The Federal Reserve uses a variety of techniques to control its monetary policy in the bond market. Open market operations are activities conducted by the Fed to enforce these policies. These activities can be both short-term and long-term and generally involve the buying and selling of bonds.
The impact of the Federal Reserve on the bond market through open market operations is determined by the Fed's monetary policy. This policy affects the volatility of bond returns, trading volume and bid-ask price. The main way the Fed handles this is through a system of repos which are repurchasing agreements in which the Reserve buys bonds from investors who promise to repurchase them back later.
The Federal Reserve used to use a policy called the Borrowed Reserves Targeting Operating Procedure. This allowed the Fed to possess private information and use its open market operations to smooth the impact of adjustments to the bond market. The Fed would adjust its procedures to the changes in the pressures of discount window borrowing.
In 1994, this was replaced by the policy of Fed Funds Targeting Operating Procedure. This new policy, the Fed adjusts the level of liquidity in the banking system in order to keep the nation's interest rates on target. The bond market under this system is supposed to have less volatility because the Fed does not give the private sector any relevant information to pay-offs.
Above: The Federal Reserve Building (Image credit:Rdsmith4 at Wikimedia Commons, http://en.wikipedia.org/wiki/File:Federal_Reserve.jpg, Creative Commons Attribution ShareAlike 2.5.)
Efficiency of the Fed's Policies
According to many economists, the policies enacted by the Federal Reserve fail to successfully stabilize the bond market. The Fed is effectively unable to predict the reserves deficiency in the banking system due to the time frame of the process. Much of the time, the ultimate investor response to the repo process is not known for six months or more. Also, intra-day behavior of the market is highly volatile. The spread between the overnight rate of the bonds and the key policy rate of the European Central Bank has created disorganization within the system.

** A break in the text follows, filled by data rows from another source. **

//! The seam between chains and the web framework.
//!
//! The framework owns the per-request object; chains only need the three
//! read accessors and a mutable [`StateBag`] where executed fragments
//! accumulate. [`RequestParts`] is a plain concrete implementation for
//! embedding and tests; real frameworks implement [`ValidatedRequest`]
//! over their own request type.

use std::any::{Any, TypeId};
use std::collections::HashMap;
use std::fmt;

use serde_json::Value;

use crate::report::ValidationReport;

// ============================================================================
// STATE BAG
// ============================================================================

/// A typed key-value bag scoped to one request.
///
/// Keys are types: one value per type, like `http::Extensions`. The
/// validation slot lives here under a private type, so it can never
/// collide with application entries.
#[derive(Default)]
pub struct StateBag {
    entries: HashMap<TypeId, Box<dyn Any + Send + Sync>>,
}

impl StateBag {
    #[must_use]
    pub fn new() -> Self {
        Self::default()
    }

    /// Inserts a value, replacing any previous value of the same type.
    pub fn insert<T: Send + Sync + 'static>(&mut self, value: T) -> Option<T> {
        self.entries
            .insert(TypeId::of::<T>(), Box::new(value))
            .and_then(|prev| prev.downcast().ok())
            .map(|boxed| *boxed)
    }

    #[must_use]
    pub fn get<T: Send + Sync + 'static>(&self) -> Option<&T> {
        self.entries
            .get(&TypeId::of::<T>())
            .and_then(|entry| entry.downcast_ref())
    }

    pub fn get_mut<T: Send + Sync + 'static>(&mut self) -> Option<&mut T> {
        self.entries
            .get_mut(&TypeId::of::<T>())
            .and_then(|entry| entry.downcast_mut())
    }

    pub fn remove<T: Send + Sync + 'static>(&mut self) -> Option<T> {
        self.entries
            .remove(&TypeId::of::<T>())
            .and_then(|entry| entry.downcast().ok())
            .map(|boxed| *boxed)
    }

    #[must_use]
    pub fn len(&self) -> usize {
        self.entries.len()
    }

    #[must_use]
    pub fn is_empty(&self) -> bool {
        self.entries.is_empty()
    }
}

impl fmt::Debug for StateBag {
    fn fmt(&self, f: &mut fmt::Formatter<'_>) -> fmt::Result {
        f.debug_struct("StateBag").field("len", &self.len()).finish()
    }
}

// ============================================================================
// REQUEST TRAIT
// ============================================================================

/// What a chain needs from the framework's per-request object.
///
/// Path and query lookups are flat; only the parsed body supports
/// dot-notated field paths (resolved by the chain, not here). Query
/// parameters may repeat, hence the slice return.
pub trait ValidatedRequest {
    /// Flat path-parameter lookup.
    fn path_param(&self, name: &str) -> Option<&str>;

    /// Flat query-parameter lookup; `None` when the key is absent.
    fn query_values(&self, name: &str) -> Option<&[String]>;

    /// The parsed request body, if one was deserialized.
    fn body(&self) -> Option<&Value>;

    /// The request-scoped state bag.
    fn state(&self) -> &StateBag;

    /// Mutable access to the state bag.
    fn state_mut(&mut self) -> &mut StateBag;
}

// ============================================================================
// CONCRETE REQUEST
// ============================================================================

/// A standalone request representation.
///
/// Useful in tests and in glue code that already has path/query/body
/// pieces in hand.
///
/// # Examples
///
/// ```
/// use serde_json::json;
/// use turnstile::RequestParts;
///
/// let req = RequestParts::new()
///     .with_path_param("id", "42")
///     .with_query_param("tag", "a")
///     .with_query_param("tag", "b")
///     .with_body(json!({"name": "alice"}));
/// ```
#[derive(Debug, Default)]
pub struct RequestParts {
    path: HashMap<String, String>,
    query: HashMap<String, Vec<String>>,
    body: Option<Value>,
    state: StateBag,
}

impl RequestParts {
    #[must_use]
    pub fn new() -> Self {
        Self::default()
    }

    /// Sets a path parameter.
    #[must_use = "builder methods must be chained or built"]
    pub fn with_path_param(mut self, name: impl Into<String>, value: impl Into<String>) -> Self {
        self.path.insert(name.into(), value.into());
        self
    }

    /// Appends a query value; repeated calls with the same key build an array.
    #[must_use = "builder methods must be chained or built"]
    pub fn with_query_param(mut self, name: impl Into<String>, value: impl Into<String>) -> Self {
        self.query.entry(name.into()).or_default().push(value.into());
        self
    }

    /// Sets the parsed body.
    #[must_use = "builder methods must be chained or built"]
    pub fn with_body(mut self, body: Value) -> Self {
        self.body = Some(body);
        self
    }
}

impl ValidatedRequest for RequestParts {
    fn path_param(&self, name: &str) -> Option<&str> {
        self.path.get(name).map(String::as_str)
    }

    fn query_values(&self, name: &str) -> Option<&[String]> {
        self.query.get(name).map(Vec::as_slice)
    }

    fn body(&self) -> Option<&Value> {
        self.body.as_ref()
    }

    fn state(&self) -> &StateBag {
        &self.state
    }

    fn state_mut(&mut self) -> &mut StateBag {
        &mut self.state
    }
}

// ============================================================================
// REQUEST-STATE BRIDGE
// ============================================================================

/// The private slot type holding fragments appended by executed chains.
#[derive(Debug, Default)]
struct ReportSlot(Vec<ValidationReport>);

/// Appends one executed chain's fragment into the request's slot,
/// creating the slot on first use.
pub fn append_report<R: ValidatedRequest + ?Sized>(req: &mut R, fragment: ValidationReport) {
    match req.state_mut().get_mut::<ReportSlot>() {
        Some(slot) => slot.0.push(fragment),
        None => {
            req.state_mut().insert(ReportSlot(vec![fragment]));
        }
    }
}

/// Merges every fragment accumulated so far into one report.
///
/// Idempotent: the slot is read, never cleared, so calling this twice
/// returns equal reports. An untouched request yields an empty report.
#[must_use]
pub fn collected<R: ValidatedRequest + ?Sized>(req: &R) -> ValidationReport {
    req.state()
        .get::<ReportSlot>()
        .map(|slot| ValidationReport::merge(slot.0.iter().cloned()))
        .unwrap_or_default()
}

#[cfg(test)]
mod tests {
    use super::*;
    use crate::location::Location;
    use crate::report::FieldError;
    use crate::value::FieldValue;

    #[test]
    fn state_bag_is_typed() {
        #[derive(Debug, PartialEq)]
        struct Counter(u32);

        let mut bag = StateBag::new();
        assert!(bag.is_empty());
        assert_eq!(bag.insert(Counter(1)), None);
        assert_eq!(bag.insert(Counter(2)), Some(Counter(1)));
        assert_eq!(bag.get::<Counter>(), Some(&Counter(2)));
        if let Some(counter) = bag.get_mut::<Counter>() {
            counter.0 += 1;
        }
        assert_eq!(bag.remove::<Counter>(), Some(Counter(3)));
        assert_eq!(bag.get::<Counter>(), None);
    }

    #[test]
    fn collected_is_empty_without_appends() {
        let req = RequestParts::new();
        let report = collected(&req);
        assert!(!report.has_errors());
        assert!(report.fields().is_empty());
    }

    #[test]
    fn append_then_collect_merges_in_order() {
        let mut req = RequestParts::new();
        append_report(
            &mut req,
            ValidationReport::fragment("a", Some(FieldValue::Int(1)), Vec::new()),
        );
        append_report(
            &mut req,
            ValidationReport::fragment(
                "b",
                None,
                vec![FieldError {
                    field: "b".into(),
                    location: Location::Body,
                    message: "bad".into(),
                    value: "x".into(),
                }],
            ),
        );

        let report = collected(&req);
        assert_eq!(report.fields(), ["a", "b"]);
        assert!(report.has_errors());
        assert_eq!(report.errors().len(), 1);
    }

    #[test]
    fn collected_twice_is_equal_and_does_not_duplicate() {
        let mut req = RequestParts::new();
        append_report(
            &mut req,
            ValidationReport::fragment("a", Some(FieldValue::Int(1)), Vec::new()),
        );
        let first = collected(&req);
        let second = collected(&req);
        assert_eq!(first, second);
        assert_eq!(second.fields().len(), 1);
    }
}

The Fed does use temporary repos in its open market operations effectively to adjust the liquidity in the banking system. This increases the vulnerability of private bond market participation in regards to disturbances in the normal price formation process. Generally, The Fed conducts short-term open market operations prior to the opening of the market. It essentially refinances existing positions in the bonds. While this should not effect the volatility of the price formation process, some economists have found that the Fed's actions impact the overall market negatively. On days when open market operations are not conducted, the market stabilizes.
On days when auctions occur, the volatility of the market also increases. Bond returns fluctuate heavily due to the repo and reverse repo process. The Fed uses a pay-your-bid auction method for primary dealers as well as offering other dealers an opportunity to refinance a leveraged position. This refinancing is generally a lower cost than in the private repo market, allowing the Fed to stabilize demand in funding. This does allow bond dealers to submit a larger portion of securities than it otherwise could at private auctions.
Measuring the Bond Market
Bond market volatility is measured in two ways. The first is the difference between the volume of the bids submitted for refinance by dealers and the volume that the Fed actually refinances. This shows the imbalance in the market. If there are a number of dealers which the Fed does not refinance, the market is poor. Economists can also look at the spread between the effective Fed funds rate and the weighted average repo rate during the auction. If the spread is large, there is more incentive for dealers to refinance. Bonds that are not refinanced are sent to the private repo market.